Data extracts
· · · ·

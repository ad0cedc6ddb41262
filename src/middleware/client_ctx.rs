use crate::orm::{comments, posts};
use crate::user::{authenticate_by_session, ClientUser};
use actix_session::Session;
use actix_utils::future::{ok, Ready};
use actix_web::dev::{
    forward_ready, Extensions, Payload, Service, ServiceRequest, ServiceResponse, Transform,
};
use actix_web::{error, Error, FromRequest, HttpMessage, HttpRequest};
use futures_util::future::{FutureExt as _, LocalBoxFuture};
use std::{cell::RefCell, rc::Rc};

/// Client data stored for a single request cycle.
/// Distinct from ClientCtx because it is defined through request data.
#[derive(Clone, Debug, Default)]
pub struct ClientCtxInner {
    pub client: Option<ClientUser>,
    /// Anonymous viewer id, minted into the session cookie on first contact.
    pub session_id: Option<String>,
}

/// Client context passed to routes.
/// Wraps ClientCtxInner, which is set at the beginning of the request.
#[derive(Clone, Debug, Default)]
pub struct ClientCtx(Rc<RefCell<ClientCtxInner>>);

impl ClientCtx {
    fn get_client_ctx(extensions: &mut Extensions) -> Self {
        match extensions.get::<Rc<RefCell<ClientCtxInner>>>() {
            // Existing record in extensions; pull it.
            Some(s_impl) => Self(Rc::clone(s_impl)),
            // No existing record; create and insert it.
            None => {
                let inner = Rc::new(RefCell::new(ClientCtxInner::default()));
                extensions.insert(inner.clone());
                Self(inner)
            }
        }
    }

    /// Returns either the user's id or None.
    pub fn get_id(&self) -> Option<String> {
        self.0.borrow().client.as_ref().map(|u| u.id.to_owned())
    }

    pub fn get_session_id(&self) -> Option<String> {
        self.0.borrow().session_id.to_owned()
    }

    pub fn is_user(&self) -> bool {
        self.0.borrow().client.is_some()
    }

    pub fn is_admin(&self) -> bool {
        self.0
            .borrow()
            .client
            .as_ref()
            .map(|u| u.is_admin)
            .unwrap_or(false)
    }

    /// Returns the authenticated user's id, or a 401.
    pub fn require_user(&self) -> Result<String, Error> {
        self.get_id()
            .ok_or_else(|| error::ErrorUnauthorized("Authentication required."))
    }

    /// Returns a 403 unless the authenticated user carries the admin flag.
    pub fn require_admin(&self) -> Result<(), Error> {
        if self.is_admin() {
            Ok(())
        } else {
            Err(error::ErrorForbidden("Admin access required."))
        }
    }

    pub fn can_modify_post(&self, post: &posts::Model) -> bool {
        self.is_admin() || self.get_id().as_deref() == Some(post.author_id.as_str())
    }

    pub fn can_modify_comment(&self, comment: &comments::Model) -> bool {
        self.is_admin() || self.get_id().as_deref() == Some(comment.author_id.as_str())
    }

    #[cfg(test)]
    pub fn for_test(client: Option<ClientUser>, session_id: Option<String>) -> Self {
        Self(Rc::new(RefCell::new(ClientCtxInner { client, session_id })))
    }
}

/// This implementation is what actually provides the `client: ClientCtx` in the parameters of route functions.
impl FromRequest for ClientCtx {
    type Error = Error;
    type Future = Ready<Result<Self, Self::Error>>;

    fn from_request(req: &HttpRequest, _: &mut Payload) -> Self::Future {
        ok(ClientCtx::get_client_ctx(&mut req.extensions_mut()))
    }
}

impl<S, B> Transform<S, ServiceRequest> for ClientCtx
where
    S: Service<ServiceRequest, Response = ServiceResponse<B>, Error = Error>,
    S::Future: 'static,
    B: 'static,
{
    type Response = ServiceResponse<B>;
    type Error = Error;
    type Transform = ClientCtxMiddleware<S>;
    type InitError = ();
    type Future = Ready<Result<Self::Transform, Self::InitError>>;

    fn new_transform(&self, service: S) -> Self::Future {
        ok(ClientCtxMiddleware { service })
    }
}

/// Client context middleware
pub struct ClientCtxMiddleware<S> {
    service: S,
}

impl<S, B> Service<ServiceRequest> for ClientCtxMiddleware<S>
where
    S: Service<ServiceRequest, Response = ServiceResponse<B>, Error = Error>,
    S::Future: 'static,
    B: 'static,
{
    type Response = ServiceResponse<B>;
    type Error = Error;
    type Future = LocalBoxFuture<'static, Result<Self::Response, Self::Error>>;

    forward_ready!(service);

    fn call(&self, req: ServiceRequest) -> Self::Future {
        // Borrows of `req` must be done in a precise way to avoid conflicts. This order is important.
        let (httpreq, payload) = req.into_parts();
        let cookies = Session::extract(&httpreq).into_inner();
        let req = ServiceRequest::from_parts(httpreq, payload);
        let ctx = ClientCtx::get_client_ctx(&mut req.extensions_mut());
        let fut = self.service.call(req);

        async move {
            match cookies {
                Ok(cookies) => {
                    let mut inner = ctx.0.borrow_mut();

                    // Assign the user to our ClientCtx struct.
                    inner.client = authenticate_by_session(&cookies).await;

                    // Anonymous clients get a durable viewer id for view dedup.
                    inner.session_id = match cookies.get::<String>("sid") {
                        Ok(Some(sid)) => Some(sid),
                        _ => {
                            let sid = uuid::Uuid::new_v4().to_string();
                            if let Err(e) = cookies.insert("sid", &sid) {
                                log::error!("ClientCtxMiddleware: session insert: {}", e);
                            }
                            Some(sid)
                        }
                    };
                }
                Err(e) => {
                    log::error!("ClientCtxMiddleware: Session::extract(): {}", e);
                }
            };
            fut.await
        }
        .boxed_local()
    }
}

#[cfg(test)]
mod tests {
    use super::*;
    use chrono::Utc;

    fn user(id: &str, is_admin: bool) -> ClientUser {
        ClientUser {
            id: id.to_owned(),
            is_admin,
        }
    }

    fn post_by(author_id: &str) -> posts::Model {
        let now = Utc::now().naive_utc();
        posts::Model {
            id: "p1".to_owned(),
            title: "Hi".to_owned(),
            short_description: "".to_owned(),
            content: "".to_owned(),
            cover_image: None,
            author_id: author_id.to_owned(),
            category_id: "c1".to_owned(),
            kind: "post".to_owned(),
            published: true,
            view_count: 0,
            like_count: 0,
            created_at: now,
            updated_at: now,
        }
    }

    #[test]
    fn anonymous_client_has_no_capabilities() {
        let ctx = ClientCtx::for_test(None, Some("sid".to_owned()));
        assert!(!ctx.is_user());
        assert!(ctx.require_user().is_err());
        assert!(ctx.require_admin().is_err());
        assert!(!ctx.can_modify_post(&post_by("a")));
    }

    #[test]
    fn author_can_modify_own_post_only() {
        let ctx = ClientCtx::for_test(Some(user("a", false)), None);
        assert!(ctx.can_modify_post(&post_by("a")));
        assert!(!ctx.can_modify_post(&post_by("b")));
        assert!(ctx.require_admin().is_err());
    }

    #[test]
    fn admin_can_modify_any_post() {
        let ctx = ClientCtx::for_test(Some(user("root", true)), None);
        assert!(ctx.can_modify_post(&post_by("a")));
        assert!(ctx.can_modify_post(&post_by("b")));
        assert!(ctx.require_admin().is_ok());
    }
}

· · · ·

Exercise instructions
Return all of the material precisely as written.

Solution to this task
repository ad0cedc6ddb41262
filename src/middleware/client_ctx.rs
use crate::orm::{comments, posts};
use crate::user::{authenticate_by_session, ClientUser};
use actix_session::Session;
use actix_utils::future::{ok, Ready};
use actix_web::dev::{
    forward_ready, Extensions, Payload, Service, ServiceRequest, ServiceResponse, Transform,
};
use actix_web::{error, Error, FromRequest, HttpMessage, HttpRequest};
use futures_util::future::{FutureExt as _, LocalBoxFuture};
use std::{cell::RefCell, rc::Rc};

/// Client data stored for a single request cycle.
/// Distinct from ClientCtx because it is defined through request data.
#[derive(Clone, Debug, Default)]
pub struct ClientCtxInner {
    pub client: Option<ClientUser>,
    /// Anonymous viewer id, minted into the session cookie on first contact.
    pub session_id: Option<String>,
}

/// Client context passed to routes.
/// Wraps ClientCtxInner, which is set at the beginning of the request.
#[derive(Clone, Debug, Default)]
pub struct ClientCtx(Rc<RefCell<ClientCtxInner>>);

impl ClientCtx {
    fn get_client_ctx(extensions: &mut Extensions) -> Self {
        match extensions.get::<Rc<RefCell<ClientCtxInner>>>() {
            // Existing record in extensions; pull it.
            Some(s_impl) => Self(Rc::clone(s_impl)),
            // No existing record; create and insert it.
            None => {
                let inner = Rc::new(RefCell::new(ClientCtxInner::default()));
                extensions.insert(inner.clone());
                Self(inner)
            }
        }
    }

    /// Returns either the user's id or None.
    pub fn get_id(&self) -> Option<String> {
        self.0.borrow().client.as_ref().map(|u| u.id.to_owned())
    }

    pub fn get_session_id(&self) -> Option<String> {
        self.0.borrow().session_id.to_owned()
    }

    pub fn is_user(&self) -> bool {
        self.0.borrow().client.is_some()
    }

    pub fn is_admin(&self) -> bool {
        self.0
            .borrow()
            .client
            .as_ref()
            .map(|u| u.is_admin)
            .unwrap_or(false)
    }

    /// Returns the authenticated user's id, or a 401.
    pub fn require_user(&self) -> Result<String, Error> {
        self.get_id()
            .ok_or_else(|| error::ErrorUnauthorized("Authentication required."))
    }

    /// Returns a 403 unless the authenticated user carries the admin flag.
    pub fn require_admin(&self) -> Result<(), Error> {
        if self.is_admin() {
            Ok(())
        } else {
            Err(error::ErrorForbidden("Admin access required."))
        }
    }

    pub fn can_modify_post(&self, post: &posts::Model) -> bool {
        self.is_admin() || self.get_id().as_deref() == Some(post.author_id.as_str())
    }

    pub fn can_modify_comment(&self, comment: &comments::Model) -> bool {
        self.is_admin() || self.get_id().as_deref() == Some(comment.author_id.as_str())
    }

    #[cfg(test)]
    pub fn for_test(client: Option<ClientUser>, session_id: Option<String>) -> Self {
        Self(Rc::new(RefCell::new(ClientCtxInner { client, session_id })))
    }
}

/// This implementation is what actually provides the `client: ClientCtx` in the parameters of route functions.
impl FromRequest for ClientCtx {
    type Error = Error;
    type Future = Ready<Result<Self, Self::Error>>;

    fn from_request(req: &HttpRequest, _: &mut Payload) -> Self::Future {
        ok(ClientCtx::get_client_ctx(&mut req.extensions_mut()))
    }
}

impl<S, B> Transform<S, ServiceRequest> for ClientCtx
where
    S: Service<ServiceRequest, Response = ServiceResponse<B>, Error = Error>,
    S::Future: 'static,
    B: 'static,
{
    type Response = ServiceResponse<B>;
    type Error = Error;
    type Transform = ClientCtxMiddleware<S>;
    type InitError = ();
    type Future = Ready<Result<Self::Transform, Self::InitError>>;

    fn new_transform(&self, service: S) -> Self::Future {
        ok(ClientCtxMiddleware { service })
    }
}

/// Client context middleware
pub struct ClientCtxMiddleware<S> {
    service: S,
}

impl<S, B> Service<ServiceRequest> for ClientCtxMiddleware<S>
where
    S: Service<ServiceRequest, Response = ServiceResponse<B>, Error = Error>,
    S::Future: 'static,
    B: 'static,
{
    type Response = ServiceResponse<B>;
    type Error = Error;
    type Future = LocalBoxFuture<'static, Result<Self::Response, Self::Error>>;

    forward_ready!(service);

    fn call(&self, req: ServiceRequest) -> Self::Future {
        // Borrows of `req` must be done in a precise way to avoid conflicts. This order is important.
        let (httpreq, payload) = req.into_parts();
        let cookies = Session::extract(&httpreq).into_inner();
        let req = ServiceRequest::from_parts(httpreq, payload);
        let ctx = ClientCtx::get_client_ctx(&mut req.extensions_mut());
        let fut = self.service.call(req);

        async move {
            match cookies {
                Ok(cookies) => {
                    let mut inner = ctx.0.borrow_mut();

                    // Assign the user to our ClientCtx struct.
                    inner.client = authenticate_by_session(&cookies).await;

                    // Anonymous clients get a durable viewer id for view dedup.
                    inner.session_id = match cookies.get::<String>("sid") {
                        Ok(Some(sid)) => Some(sid),
                        _ => {
                            let sid = uuid::Uuid::new_v4().to_string();
                            if let Err(e) = cookies.insert("sid", &sid) {
                                log::error!("ClientCtxMiddleware: session insert: {}", e);
                            }
                            Some(sid)
                        }
                    };
                }
                Err(e) => {
                    log::error!("ClientCtxMiddleware: Session::extract(): {}", e);
                }
            };
            fut.await
        }
        .boxed_local()
    }
}

#[cfg(test)]
mod tests {
    use super::*;
    use chrono::Utc;

    fn user(id: &str, is_admin: bool) -> ClientUser {
        ClientUser {
            id: id.to_owned(),
            is_admin,
        }
    }

    fn post_by(author_id: &str) -> posts::Model {
        let now = Utc::now().naive_utc();
        posts::Model {
            id: "p1".to_owned(),
            title: "Hi".to_owned(),
            short_description: "".to_owned(),
            content: "".to_owned(),
            cover_image: None,
            author_id: author_id.to_owned(),
            category_id: "c1".to_owned(),
            kind: "post".to_owned(),
            published: true,
            view_count: 0,
            like_count: 0,
            created_at: now,
            updated_at: now,
        }
    }

    #[test]
    fn anonymous_client_has_no_capabilities() {
        let ctx = ClientCtx::for_test(None, Some("sid".to_owned()));
        assert!(!ctx.is_user());
        assert!(ctx.require_user().is_err());
        assert!(ctx.require_admin().is_err());
        assert!(!ctx.can_modify_post(&post_by("a")));
    }

    #[test]
    fn author_can_modify_own_post_only() {
        let ctx = ClientCtx::for_test(Some(user("a", false)), None);
        assert!(ctx.can_modify_post(&post_by("a")));
        assert!(!ctx.can_modify_post(&post_by("b")));
        assert!(ctx.require_admin().is_err());
    }

    #[test]
    fn admin_can_modify_any_post() {
        let ctx = ClientCtx::for_test(Some(user("root", true)), None);
        assert!(ctx.can_modify_post(&post_by("a")));
        assert!(ctx.can_modify_post(&post_by("b")));
        assert!(ctx.require_admin().is_ok());
    }
}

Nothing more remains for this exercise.